Life

Photo by Scott Olson/Getty Images

A Reminder That Voting Has Its Own Magic For Our Kids

by Jackie Ernst

Moms know they are not all-powerful — it's the first lesson we learn — but one of the gifts of motherhood is the ability to create a magical childhood for your kids. A world full of badass fairies and animals that sing and dance, where everyone eats ice cream for breakfast and laughs all day long, where you close your eyes, make a wish, and — poof! — it comes true. Since I’ve become a mom, this desire has become more profound. Alongside my bags of purple glitter skeletons and tutus lives a growing bag of hopes for my daughter. The hope that one day, she will live and thrive in a just world, a nation governed by ethical compassion, where she can pursue her dreams fearlessly, where her voice, and all voices, are heard and respected. A place where everyone has enough, and basic needs like health care, affordable housing, and education, are met for all. A world that, in short, feels as magical and out of reach as the one where you frolic with unicorns beneath the benign glow of rainbows.

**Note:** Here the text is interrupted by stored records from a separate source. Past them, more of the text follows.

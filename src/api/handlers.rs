//! HTTP request handlers for the Workforce Engine API.
//!
//! This module contains the handler functions for all API endpoints. Every
//! request gets a correlation id that is attached to its log lines.

use axum::{
    Json, Router,
    extract::{
        Path, State,
        rejection::{JsonRejection, PathRejection},
    },
    http::{StatusCode, header},
    response::{IntoResponse, Response},
    routing::{get, post, put},
};
use serde::Serialize;
use tracing::{info, warn};
use uuid::Uuid;

use crate::directory::resolve_employee;
use crate::error::EngineError;
use crate::models::{Actor, CompensationInput, Period};
use crate::services::{
    AttendancePatch, BackfillAttendance, CompensationPatch, LeavePatch, NewLeave, NewReview,
};

use super::request::{
    AttendanceEventRequest, GoalsRequest, LeaveDecisionRequest, PaymentRequest, PayrollRequest,
    ReviewRequest, SubmitRequest,
};
use super::response::{ApiError, ApiErrorResponse, Enriched};
use super::state::AppState;

/// Creates the API router with all endpoints.
pub fn create_router(state: AppState) -> Router {
    Router::new()
        .route("/attendance/check-in", post(check_in_handler))
        .route("/attendance/check-out", post(check_out_handler))
        .route("/attendance", post(backfill_attendance_handler))
        .route(
            "/attendance/:id",
            get(get_attendance_handler).put(update_attendance_handler),
        )
        .route("/compensation", post(create_compensation_handler))
        .route(
            "/compensation/:id",
            get(get_compensation_handler).put(update_compensation_handler),
        )
        .route("/compensation/:id/pay", post(pay_compensation_handler))
        .route("/compensation/:id/cancel", post(cancel_compensation_handler))
        .route("/payroll/process", post(process_payroll_handler))
        .route("/kpi", post(create_review_handler))
        .route("/kpi/:id", get(get_review_handler).put(replace_goals_handler))
        .route("/kpi/:id/submit", put(submit_review_handler))
        .route("/kpi/:id/review", put(review_handler))
        .route("/kpi/:id/approve", put(approve_review_handler))
        .route("/leave", post(create_leave_handler))
        .route("/leave/:id", get(get_leave_handler).put(update_leave_handler))
        .route("/leave/:id/decision", put(decide_leave_handler))
        .with_state(state)
}
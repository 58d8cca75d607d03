//! Attendance record model.
//!
//! An [`AttendanceRecord`] is created open on check-in and closed exactly
//! once on check-out. Worked hours, overtime hours and the final status are
//! derived, so like compensation figures they are only written through
//! [`AttendanceRecord::apply_derivation`].

use chrono::{NaiveDate, NaiveDateTime};
use rust_decimal::Decimal;
use serde::{Deserialize, Serialize};
use uuid::Uuid;

use crate::calculation::WorkHoursResult;

/// Attendance classification for one employee-day.
#[derive(Debug, Clone, Copy, PartialEq, Eq, Serialize, Deserialize)]
#[serde(rename_all = "kebab-case")]
pub enum AttendanceStatus {
    /// Checked in on time.
    Present,
    /// Checked in after the daily cutoff.
    Late,
    /// Worked fewer hours than the half-day threshold.
    HalfDay,
    /// No attendance.
    Absent,
    /// Recorded as an overtime day by a back-fill edit.
    Overtime,
}

/// One employee's attendance for one calendar day.
///
/// # Example
///
/// ```
/// use workforce_engine::models::{AttendanceRecord, AttendanceStatus};
/// use chrono::NaiveDateTime;
///
/// let check_in = NaiveDateTime::parse_from_str("2024-01-10 08:55:00", "%Y-%m-%d %H:%M:%S").unwrap();
/// let record = AttendanceRecord::open("emp_001", check_in, AttendanceStatus::Present);
/// assert!(record.is_open());
/// assert_eq!(record.date, check_in.date());
/// ```
#[derive(Debug, Clone, PartialEq, Eq, Serialize, Deserialize)]
pub struct AttendanceRecord {
    /// Record identifier.
    pub id: Uuid,
    /// Employee reference in the directory.
    pub employee_id: String,
    /// The calendar day this record covers.
    pub date: NaiveDate,
    /// Check-in instant.
    pub check_in: NaiveDateTime,
    /// Check-out instant; unset while the day is open.
    pub check_out: Option<NaiveDateTime>,
    /// Attendance status.
    pub status: AttendanceStatus,
    work_hours: Decimal,
    overtime_hours: Decimal,
    /// Free-text note, usually set by back-fill edits.
    #[serde(default)]
    pub notes: Option<String>,
}

impl AttendanceRecord {
    /// Opens a record for the day of `check_in`.
    pub fn open(employee_id: impl Into<String>, check_in: NaiveDateTime, status: AttendanceStatus) -> Self {
        Self {
            id: Uuid::new_v4(),
            employee_id: employee_id.into(),
            date: check_in.date(),
            check_in,
            check_out: None,
            status,
            work_hours: Decimal::ZERO,
            overtime_hours: Decimal::ZERO,
            notes: None,
        }
    }

    /// Returns true while no check-out has been recorded.
    pub fn is_open(&self) -> bool {
        self.check_out.is_none()
    }

    /// Writes derived hours and status from a completed derivation.
    pub fn apply_derivation(&mut self, result: &WorkHoursResult) {
        self.work_hours = result.work_hours;
        self.overtime_hours = result.overtime_hours;
        self.status = result.status;
    }

    /// Clears derived hours, used when a back-fill edit removes the check-out.
    pub fn clear_derivation(&mut self) {
        self.work_hours = Decimal::ZERO;
        self.overtime_hours = Decimal::ZERO;
    }

    /// Derived worked hours, rounded to two decimals.
    pub fn work_hours(&self) -> Decimal {
        self.work_hours
    }

    /// Derived overtime hours.
    pub fn overtime_hours(&self) -> Decimal {
        self.overtime_hours
    }

    /// The store's uniqueness key: one record per employee and day.
    pub fn day_key(&self) -> (String, NaiveDate) {
        (self.employee_id.clone(), self.date)
    }
}
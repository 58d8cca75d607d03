//! Timeout wrapper for directory calls.

use async_trait::async_trait;
use std::collections::HashMap;
use std::time::Duration;
use tokio::time::timeout;

use crate::models::{EmployeeProfile, RosterEntry};

use super::{DirectoryError, EmployeeDirectory};

/// Bounds every call to the inner directory by a fixed timeout.
#[derive(Debug, Clone)]
pub struct TimeoutDirectory<D> {
    inner: D,
    limit: Duration,
}

impl<D: EmployeeDirectory> TimeoutDirectory<D> {
    /// Wraps `inner`, failing any call that takes longer than `limit`.
    pub fn new(inner: D, limit: Duration) -> Self {
        Self { inner, limit }
    }

    fn elapsed(&self) -> DirectoryError {
        DirectoryError::Timeout {
            after_ms: u64::try_from(self.limit.as_millis()).unwrap_or(u64::MAX),
        }
    }
}

#[async_trait]
impl<D: EmployeeDirectory> EmployeeDirectory for TimeoutDirectory<D> {
    async fn batch_lookup(
        &self,
        ids: &[String],
    ) -> Result<HashMap<String, EmployeeProfile>, DirectoryError> {
        timeout(self.limit, self.inner.batch_lookup(ids))
            .await
            .map_err(|_| self.elapsed())?
    }

    async fn active_roster(&self) -> Result<Vec<RosterEntry>, DirectoryError> {
        timeout(self.limit, self.inner.active_roster())
            .await
            .map_err(|_| self.elapsed())?
    }
}
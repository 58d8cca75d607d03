//! Employee directory models and the acting user.
//!
//! Employees are owned by an external directory service; this crate only
//! reads their display attributes and, for payroll, their base salary.

use rust_decimal::Decimal;
use serde::{Deserialize, Serialize};

/// Display attributes of an employee, as returned by the directory.
#[derive(Debug, Clone, PartialEq, Eq, Serialize, Deserialize)]
pub struct EmployeeProfile {
    /// Given name.
    pub first_name: String,
    /// Family name.
    pub last_name: String,
    /// Work email address.
    pub email: String,
    /// Human-facing employee number (e.g. "EMP-0001").
    pub employee_id: String,
    /// Department name.
    pub department: String,
    /// Job position.
    pub position: String,
}

impl EmployeeProfile {
    /// Returns "first last".
    pub fn full_name(&self) -> String {
        format!("{} {}", self.first_name, self.last_name)
    }
}

/// An employee as stored in a static directory.
#[derive(Debug, Clone, PartialEq, Serialize, Deserialize)]
pub struct DirectoryEntry {
    /// Directory identifier, used as the employee reference in records.
    pub id: String,
    /// Display attributes.
    #[serde(flatten)]
    pub profile: EmployeeProfile,
    /// Current monthly base salary.
    pub base_salary: Decimal,
    /// Whether the employee is on the active roster.
    #[serde(default = "default_active")]
    pub active: bool,
}

fn default_active() -> bool {
    true
}

/// An active employee as seen by the payroll batch.
#[derive(Debug, Clone, PartialEq, Eq, Serialize, Deserialize)]
pub struct RosterEntry {
    /// Directory identifier.
    pub employee_id: String,
    /// Current monthly base salary.
    pub base_salary: Decimal,
}

/// An employee reference after enrichment.
///
/// Serialises as the profile plus `id` when resolved, or just `{ "id": ..., "resolved": false }`
/// when the directory could not supply it.
///
/// # Example
///
/// ```
/// use workforce_engine::models::EmployeeRef;
///
/// let unresolved = EmployeeRef::Unresolved { id: "emp_404".to_string(), resolved: false };
/// assert_eq!(unresolved.id(), "emp_404");
/// assert!(!unresolved.is_resolved());
/// ```
#[derive(Debug, Clone, PartialEq, Eq, Serialize, Deserialize)]
#[serde(untagged)]
pub enum EmployeeRef {
    /// The directory returned display attributes.
    Resolved {
        /// Directory identifier.
        id: String,
        /// Display attributes.
        #[serde(flatten)]
        profile: EmployeeProfile,
    },
    /// The directory was unavailable or did not know the id.
    Unresolved {
        /// Directory identifier.
        id: String,
        /// Always false; lets clients tell the two shapes apart.
        resolved: bool,
    },
}

impl EmployeeRef {
    /// Creates an unresolved reference.
    pub fn unresolved(id: impl Into<String>) -> Self {
        Self::Unresolved {
            id: id.into(),
            resolved: false,
        }
    }

    /// The directory identifier.
    pub fn id(&self) -> &str {
        match self {
            Self::Resolved { id, .. } | Self::Unresolved { id, .. } => id,
        }
    }

    /// Returns true if display attributes are present.
    pub fn is_resolved(&self) -> bool {
        matches!(self, Self::Resolved { .. })
    }
}

/// Role of the user performing an operation.
#[derive(Debug, Clone, Copy, Default, PartialEq, Eq, Serialize, Deserialize)]
#[serde(rename_all = "snake_case")]
pub enum Role {
    /// Regular employee.
    #[default]
    Employee,
    /// Line manager.
    Manager,
    /// HR staff.
    Hr,
    /// Administrator.
    Admin,
}

impl Role {
    /// HR staff and administrators may back-fill and adjust decided records.
    pub fn is_privileged(self) -> bool {
        matches!(self, Role::Hr | Role::Admin)
    }
}

impl std::str::FromStr for Role {
    type Err = String;

    fn from_str(s: &str) -> Result<Self, Self::Err> {
        match s.to_lowercase().as_str() {
            "employee" => Ok(Role::Employee),
            "manager" => Ok(Role::Manager),
            "hr" => Ok(Role::Hr),
            "admin" => Ok(Role::Admin),
            _ => Err(format!("Invalid role: {}", s)),
        }
    }
}

/// The user on whose behalf an operation runs.
#[derive(Debug, Clone, PartialEq, Eq, Serialize, Deserialize)]
pub struct Actor {
    /// User identifier, if known.
    pub id: Option<String>,
    /// User role.
    pub role: Role,
}

impl Actor {
    /// Creates an actor.
    pub fn new(id: impl Into<String>, role: Role) -> Self {
        Self {
            id: Some(id.into()),
            role,
        }
    }

    /// An actor with no identity and the least-privileged role.
    pub fn anonymous() -> Self {
        Self {
            id: None,
            role: Role::Employee,
        }
    }

    /// Identifier for audit stamps, "unknown" when absent.
    pub fn label(&self) -> String {
        self.id.clone().unwrap_or_else(|| "unknown".to_string())
    }
}
/// A privileged back-fill of a whole attendance day.
#[derive(Debug, Clone, Deserialize)]
pub struct BackfillAttendance {
    /// Employee reference in the directory.
    pub employee_id: String,
    /// Check-in instant; its date is the record's day.
    pub check_in: NaiveDateTime,
    /// Optional check-out instant.
    #[serde(default)]
    pub check_out: Option<NaiveDateTime>,
    /// Explicit status, used while the record stays open.
    #[serde(default)]
    pub status: Option<AttendanceStatus>,
    /// Free-text note.
    #[serde(default)]
    pub notes: Option<String>,
}

/// A privileged edit of an existing attendance record.
#[derive(Debug, Clone, Default, Deserialize)]
pub struct AttendancePatch {
    /// New check-in instant; moves the record to that day.
    #[serde(default)]
    pub check_in: Option<NaiveDateTime>,
    /// New check-out instant.
    #[serde(default)]
    pub check_out: Option<NaiveDateTime>,
    /// Removes the check-out, reopening the day.
    #[serde(default)]
    pub clear_check_out: bool,
    /// Explicit status.
    #[serde(default)]
    pub status: Option<AttendanceStatus>,
    /// Free-text note.
    #[serde(default)]
    pub notes: Option<String>,
}

/// Records check-ins and check-outs and derives worked hours.
#[derive(Clone)]
pub struct AttendanceTracker {
    store: Arc<dyn RecordStore>,
    clock: Arc<dyn Clock>,
    policy: AttendancePolicy,
}

impl AttendanceTracker {
    /// Creates a tracker applying `policy`.
    pub fn new(store: Arc<dyn RecordStore>, clock: Arc<dyn Clock>, policy: AttendancePolicy) -> Self {
        Self {
            store,
            clock,
            policy,
        }
    }

    /// Opens today's record for an employee.
    ///
    /// Fails with a conflict if a record already exists for the day.
    pub async fn check_in(&self, employee_id: &str) -> EngineResult<AttendanceRecord> {
        require_employee_id(employee_id)?;

        let now = self.clock.now();
        let status = classify_check_in(now, &self.policy);
        let record = AttendanceRecord::open(employee_id, now, status);

        let record = self.store.insert_attendance(record).await.map_err(|e| {
            duplicate_as(e, "attendance", || {
                format!("{} already checked in on {}", employee_id, now.date())
            })
        })?;

        info!(
            record_id = %record.id,
            employee_id = %employee_id,
            check_in = %record.check_in,
            status = ?record.status,
            "Checked in"
        );
        Ok(record)
    }

    /// Closes today's open record and derives hours and final status.
    pub async fn check_out(&self, employee_id: &str) -> EngineResult<AttendanceRecord> {
        require_employee_id(employee_id)?;

        let now = self.clock.now();
        let mut record = self
            .find_closable(employee_id, now.date())
            .await?
            .ok_or_else(|| {
                EngineError::conflict(
                    "attendance",
                    format!("{} has not checked in on {}", employee_id, now.date()),
                )
            })?;

        if !record.is_open() {
            return Err(EngineError::conflict(
                "attendance",
                format!("{} already checked out on {}", employee_id, record.date),
            ));
        }

        let derivation = calculate_work_hours(record.check_in, now, &self.policy)?;
        record.check_out = Some(now);
        record.apply_derivation(&derivation);

        let record = self.store.update_attendance(record).await?;
        info!(
            record_id = %record.id,
            employee_id = %employee_id,
            work_hours = %record.work_hours(),
            overtime_hours = %record.overtime_hours(),
            status = ?record.status,
            "Checked out"
        );
        debug!(reasoning = %derivation.audit_step.reasoning, "Work hours derivation");
        Ok(record)
    }

    /// Today's record, or yesterday's if it is still open (a day that
    /// runs past midnight).
    async fn find_closable(
        &self,
        employee_id: &str,
        today: NaiveDate,
    ) -> EngineResult<Option<AttendanceRecord>> {
        if let Some(record) = self.store.find_attendance(employee_id, today).await? {
            return Ok(Some(record));
        }
        let Some(yesterday) = today.pred_opt() else {
            return Ok(None);
        };
        Ok(self
            .store
            .find_attendance(employee_id, yesterday)
            .await?
            .filter(AttendanceRecord::is_open))
    }

    /// Creates a record for any day on behalf of an employee.
    ///
    /// The (employee, date) uniqueness still applies. When a check-out is
    /// given the derived status replaces any explicit one.
    pub async fn backfill_create(
        &self,
        actor: &Actor,
        request: BackfillAttendance,
    ) -> EngineResult<AttendanceRecord> {
        require_privileged(actor)?;
        require_employee_id(&request.employee_id)?;

        let status = request
            .status
            .unwrap_or_else(|| classify_check_in(request.check_in, &self.policy));
        let mut record = AttendanceRecord::open(&request.employee_id, request.check_in, status);
        record.notes = request.notes;
        if let Some(check_out) = request.check_out {
            let derivation = calculate_work_hours(record.check_in, check_out, &self.policy)?;
            record.check_out = Some(check_out);
            record.apply_derivation(&derivation);
        }

        let (employee_id, date) = record.day_key();
        let record = self.store.insert_attendance(record).await.map_err(|e| {
            duplicate_as(e, "attendance", || {
                format!("{} already has a record for {}", employee_id, date)
            })
        })?;

        info!(
            record_id = %record.id,
            employee_id = %record.employee_id,
            date = %record.date,
            actor = %actor.label(),
            status = ?record.status,
            "Attendance back-filled"
        );
        Ok(record)
    }

    /// Edits times, status or notes of an existing record.
    ///
    /// Hours and status are re-derived whenever both timestamps are present
    /// after the edit.
    pub async fn backfill_update(
        &self,
        actor: &Actor,
        id: Uuid,
        patch: AttendancePatch,
    ) -> EngineResult<AttendanceRecord> {
        require_privileged(actor)?;

        let mut record = self.get(id).await?;
        let reclassify = patch.status.is_none() && (patch.clear_check_out || patch.check_in.is_some());
        if let Some(check_in) = patch.check_in {
            record.check_in = check_in;
            record.date = check_in.date();
        }
        if patch.clear_check_out {
            record.check_out = None;
            record.clear_derivation();
        } else if let Some(check_out) = patch.check_out {
            record.check_out = Some(check_out);
        }
        if let Some(status) = patch.status {
            record.status = status;
        } else if reclassify && record.is_open() {
            record.status = classify_check_in(record.check_in, &self.policy);
        }
        if patch.notes.is_some() {
            record.notes = patch.notes;
        }

        if let Some(check_out) = record.check_out {
            let derivation = calculate_work_hours(record.check_in, check_out, &self.policy)?;
            record.apply_derivation(&derivation);
        }

        let (employee_id, date) = record.day_key();
        let record = self.store.update_attendance(record).await.map_err(|e| {
            duplicate_as(e, "attendance", || {
                format!("{} already has a record for {}", employee_id, date)
            })
        })?;

        info!(
            record_id = %record.id,
            actor = %actor.label(),
            work_hours = %record.work_hours(),
            status = ?record.status,
            "Attendance edited"
        );
        Ok(record)
    }

    /// Fetches a record.
    pub async fn get(&self, id: Uuid) -> EngineResult<AttendanceRecord> {
        self.store
            .get_attendance(id)
            .await?
            .ok_or_else(|| EngineError::not_found("attendance", id))
    }
}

I am well aware that I cannot hand such a world to my daughter. The best I can do is vote and educate and donate whatever time and sweat I have left at the end of the overfull days to nudging us one millimeter closer to such a utopia. It is hardly enough, as I know that, no matter how hard I fight, this responsibility is one I will inevitably pass on to my children. My little girl will eventually come to understand that she will have to build the magical world that I promised her might exist, could exist, one day.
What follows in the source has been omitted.